Required work:
Set the data down again, word for word, as it appears below.
# # #
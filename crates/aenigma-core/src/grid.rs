//! The 9×9 digit grid.

use std::{fmt, ops::Index, str::FromStr};

use derive_more::{Display, Error};

use crate::{Digit, Position};

/// A 9×9 grid of optional digits, stored in row-major order.
///
/// `None` is an empty cell. The grid round-trips through a compact
/// 81-character text form where `.` is an empty cell and `1`-`9` a digit,
/// reading row by row from the top-left corner.
///
/// # Examples
///
/// ```
/// use aenigma_core::{Digit, DigitGrid, Position};
///
/// let grid: DigitGrid = format!("5{}", ".".repeat(80)).parse().unwrap();
/// assert_eq!(grid[Position::new(0, 0)], Some(Digit::D5));
/// assert_eq!(grid[Position::new(1, 0)], None);
/// ```
#[derive(Debug, Clone, PartialEq, Eq)]
pub struct DigitGrid {
    cells: [Option<Digit>; 81],
}

impl Default for DigitGrid {
    fn default() -> Self {
        Self::new()
    }
}

impl DigitGrid {
    /// Creates an empty grid.
    #[must_use]
    pub const fn new() -> Self {
        Self { cells: [None; 81] }
    }

    /// Returns the cell at the given position.
    #[must_use]
    pub fn get(&self, pos: Position) -> Option<Digit> {
        self.cells[pos.index()]
    }

    /// Sets the cell at the given position.
    pub fn set(&mut self, pos: Position, value: Option<Digit>) {
        self.cells[pos.index()] = value;
    }

    /// Returns the number of filled cells.
    #[must_use]
    pub fn filled_count(&self) -> usize {
        self.cells.iter().filter(|cell| cell.is_some()).count()
    }

    /// Returns whether every cell is filled.
    #[must_use]
    pub fn is_full(&self) -> bool {
        self.cells.iter().all(Option::is_some)
    }
}

impl Index<Position> for DigitGrid {
    type Output = Option<Digit>;

    fn index(&self, pos: Position) -> &Self::Output {
        &self.cells[pos.index()]
    }
}

/// Error returned when parsing a grid from its 81-character text form fails.
#[derive(Debug, Clone, Copy, PartialEq, Eq, Display, Error)]
pub enum ParseGridError {
    /// The text does not contain exactly 81 characters.
    #[display("grid text must be 81 characters, got {length}")]
    BadLength {
        /// Number of characters found.
        length: usize,
    },
    /// A character other than `.` or `1`-`9` was found.
    #[display("invalid grid character {character:?} at index {index}")]
    BadCharacter {
        /// The offending character.
        character: char,
        /// Character offset in the input.
        index: usize,
    },
}

impl FromStr for DigitGrid {
    type Err = ParseGridError;

    #[expect(clippy::cast_possible_truncation)]
    fn from_str(s: &str) -> Result<Self, Self::Err> {
        let mut cells = [None; 81];
        let mut length = 0;
        for (index, character) in s.chars().enumerate() {
            if index >= 81 {
                return Err(ParseGridError::BadLength {
                    length: s.chars().count(),
                });
            }
            cells[index] = match character {
                '.' => None,
                '1'..='9' => Digit::try_from_value(character as u8 - b'0'),
                _ => return Err(ParseGridError::BadCharacter { character, index }),
            };
            length = index + 1;
        }
        if length != 81 {
            return Err(ParseGridError::BadLength { length });
        }
        Ok(Self { cells })
    }
}

impl fmt::Display for DigitGrid {
    fn fmt(&self, f: &mut fmt::Formatter<'_>) -> fmt::Result {
        for cell in &self.cells {
            match cell {
                Some(digit) => write!(f, "{digit}")?,
                None => f.write_str(".")?,
            }
        }
        Ok(())
    }
}

#[cfg(test)]
mod tests {
    use proptest::prelude::*;

    use super::*;

    #[test]
    fn test_empty_grid() {
        let grid = DigitGrid::new();
        assert_eq!(grid.filled_count(), 0);
        assert!(!grid.is_full());
        assert_eq!(grid.to_string(), ".".repeat(81));
    }

    #[test]
    fn test_set_get_round_trip() {
        let mut grid = DigitGrid::new();
        let pos = Position::new(3, 7);
        grid.set(pos, Some(Digit::D8));
        assert_eq!(grid.get(pos), Some(Digit::D8));
        assert_eq!(grid[pos], Some(Digit::D8));
        grid.set(pos, None);
        assert_eq!(grid.get(pos), None);
    }

    #[test]
    fn test_parse_row_major_layout() {
        let text = format!("12{}9", ".".repeat(78));
        let grid: DigitGrid = text.parse().expect("valid grid text");
        assert_eq!(grid[Position::new(0, 0)], Some(Digit::D1));
        assert_eq!(grid[Position::new(1, 0)], Some(Digit::D2));
        assert_eq!(grid[Position::new(8, 8)], Some(Digit::D9));
        assert_eq!(grid.filled_count(), 3);
        assert_eq!(grid.to_string(), text);
    }

    #[test]
    fn test_parse_rejects_bad_input() {
        assert_eq!(
            "123".parse::<DigitGrid>(),
            Err(ParseGridError::BadLength { length: 3 })
        );
        assert_eq!(
            ".".repeat(82).parse::<DigitGrid>(),
            Err(ParseGridError::BadLength { length: 82 })
        );
        let text = format!("0{}", ".".repeat(80));
        assert_eq!(
            text.parse::<DigitGrid>(),
            Err(ParseGridError::BadCharacter {
                character: '0',
                index: 0
            })
        );
    }

    proptest! {
        #[test]
        fn text_form_round_trips(cells in prop::collection::vec(0u8..=9, 81)) {
            let mut grid = DigitGrid::new();
            for (pos, value) in Position::ALL.into_iter().zip(&cells) {
                grid.set(pos, Digit::try_from_value(*value));
            }
            let reparsed: DigitGrid = grid.to_string().parse().expect("display output is parseable");
            prop_assert_eq!(reparsed, grid);
        }
    }
}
# # #
Reply to the task:
filename crates/aenigma-core/src/grid.rs
//! The 9×9 digit grid.

use std::{fmt, ops::Index, str::FromStr};

use derive_more::{Display, Error};

use crate::{Digit, Position};

/// A 9×9 grid of optional digits, stored in row-major order.
///
/// `None` is an empty cell. The grid round-trips through a compact
/// 81-character text form where `.` is an empty cell and `1`-`9` a digit,
/// reading row by row from the top-left corner.
///
/// # Examples
///
/// ```
/// use aenigma_core::{Digit, DigitGrid, Position};
///
/// let grid: DigitGrid = format!("5{}", ".".repeat(80)).parse().unwrap();
/// assert_eq!(grid[Position::new(0, 0)], Some(Digit::D5));
/// assert_eq!(grid[Position::new(1, 0)], None);
/// ```
#[derive(Debug, Clone, PartialEq, Eq)]
pub struct DigitGrid {
    cells: [Option<Digit>; 81],
}

impl Default for DigitGrid {
    fn default() -> Self {
        Self::new()
    }
}

impl DigitGrid {
    /// Creates an empty grid.
    #[must_use]
    pub const fn new() -> Self {
        Self { cells: [None; 81] }
    }

    /// Returns the cell at the given position.
    #[must_use]
    pub fn get(&self, pos: Position) -> Option<Digit> {
        self.cells[pos.index()]
    }

    /// Sets the cell at the given position.
    pub fn set(&mut self, pos: Position, value: Option<Digit>) {
        self.cells[pos.index()] = value;
    }

    /// Returns the number of filled cells.
    #[must_use]
    pub fn filled_count(&self) -> usize {
        self.cells.iter().filter(|cell| cell.is_some()).count()
    }

    /// Returns whether every cell is filled.
    #[must_use]
    pub fn is_full(&self) -> bool {
        self.cells.iter().all(Option::is_some)
    }
}

impl Index<Position> for DigitGrid {
    type Output = Option<Digit>;

    fn index(&self, pos: Position) -> &Self::Output {
        &self.cells[pos.index()]
    }
}

/// Error returned when parsing a grid from its 81-character text form fails.
#[derive(Debug, Clone, Copy, PartialEq, Eq, Display, Error)]
pub enum ParseGridError {
    /// The text does not contain exactly 81 characters.
    #[display("grid text must be 81 characters, got {length}")]
    BadLength {
        /// Number of characters found.
        length: usize,
    },
    /// A character other than `.` or `1`-`9` was found.
    #[display("invalid grid character {character:?} at index {index}")]
    BadCharacter {
        /// The offending character.
        character: char,
        /// Character offset in the input.
        index: usize,
    },
}

impl FromStr for DigitGrid {
    type Err = ParseGridError;

    #[expect(clippy::cast_possible_truncation)]
    fn from_str(s: &str) -> Result<Self, Self::Err> {
        let mut cells = [None; 81];
        let mut length = 0;
        for (index, character) in s.chars().enumerate() {
            if index >= 81 {
                return Err(ParseGridError::BadLength {
                    length: s.chars().count(),
                });
            }
            cells[index] = match character {
                '.' => None,
                '1'..='9' => Digit::try_from_value(character as u8 - b'0'),
                _ => return Err(ParseGridError::BadCharacter { character, index }),
            };
            length = index + 1;
        }
        if length != 81 {
            return Err(ParseGridError::BadLength { length });
        }
        Ok(Self { cells })
    }
}

impl fmt::Display for DigitGrid {
    fn fmt(&self, f: &mut fmt::Formatter<'_>) -> fmt::Result {
        for cell in &self.cells {
            match cell {
                Some(digit) => write!(f, "{digit}")?,
                None => f.write_str(".")?,
            }
        }
        Ok(())
    }
}

#[cfg(test)]
mod tests {
    use proptest::prelude::*;

    use super::*;

    #[test]
    fn test_empty_grid() {
        let grid = DigitGrid::new();
        assert_eq!(grid.filled_count(), 0);
        assert!(!grid.is_full());
        assert_eq!(grid.to_string(), ".".repeat(81));
    }

    #[test]
    fn test_set_get_round_trip() {
        let mut grid = DigitGrid::new();
        let pos = Position::new(3, 7);
        grid.set(pos, Some(Digit::D8));
        assert_eq!(grid.get(pos), Some(Digit::D8));
        assert_eq!(grid[pos], Some(Digit::D8));
        grid.set(pos, None);
        assert_eq!(grid.get(pos), None);
    }

    #[test]
    fn test_parse_row_major_layout() {
        let text = format!("12{}9", ".".repeat(78));
        let grid: DigitGrid = text.parse().expect("valid grid text");
        assert_eq!(grid[Position::new(0, 0)], Some(Digit::D1));
        assert_eq!(grid[Position::new(1, 0)], Some(Digit::D2));
        assert_eq!(grid[Position::new(8, 8)], Some(Digit::D9));
        assert_eq!(grid.filled_count(), 3);
        assert_eq!(grid.to_string(), text);
    }

    #[test]
    fn test_parse_rejects_bad_input() {
        assert_eq!(
            "123".parse::<DigitGrid>(),
            Err(ParseGridError::BadLength { length: 3 })
        );
        assert_eq!(
            ".".repeat(82).parse::<DigitGrid>(),
            Err(ParseGridError::BadLength { length: 82 })
        );
        let text = format!("0{}", ".".repeat(80));
        assert_eq!(
            text.parse::<DigitGrid>(),
            Err(ParseGridError::BadCharacter {
                character: '0',
                index: 0
            })
        );
    }

    proptest! {
        #[test]
        fn text_form_round_trips(cells in prop::collection::vec(0u8..=9, 81)) {
            let mut grid = DigitGrid::new();
            for (pos, value) in Position::ALL.into_iter().zip(&cells) {
                grid.set(pos, Digit::try_from_value(*value));
            }
            let reparsed: DigitGrid = grid.to_string().parse().expect("display output is parseable");
            prop_assert_eq!(reparsed, grid);
        }
    }
}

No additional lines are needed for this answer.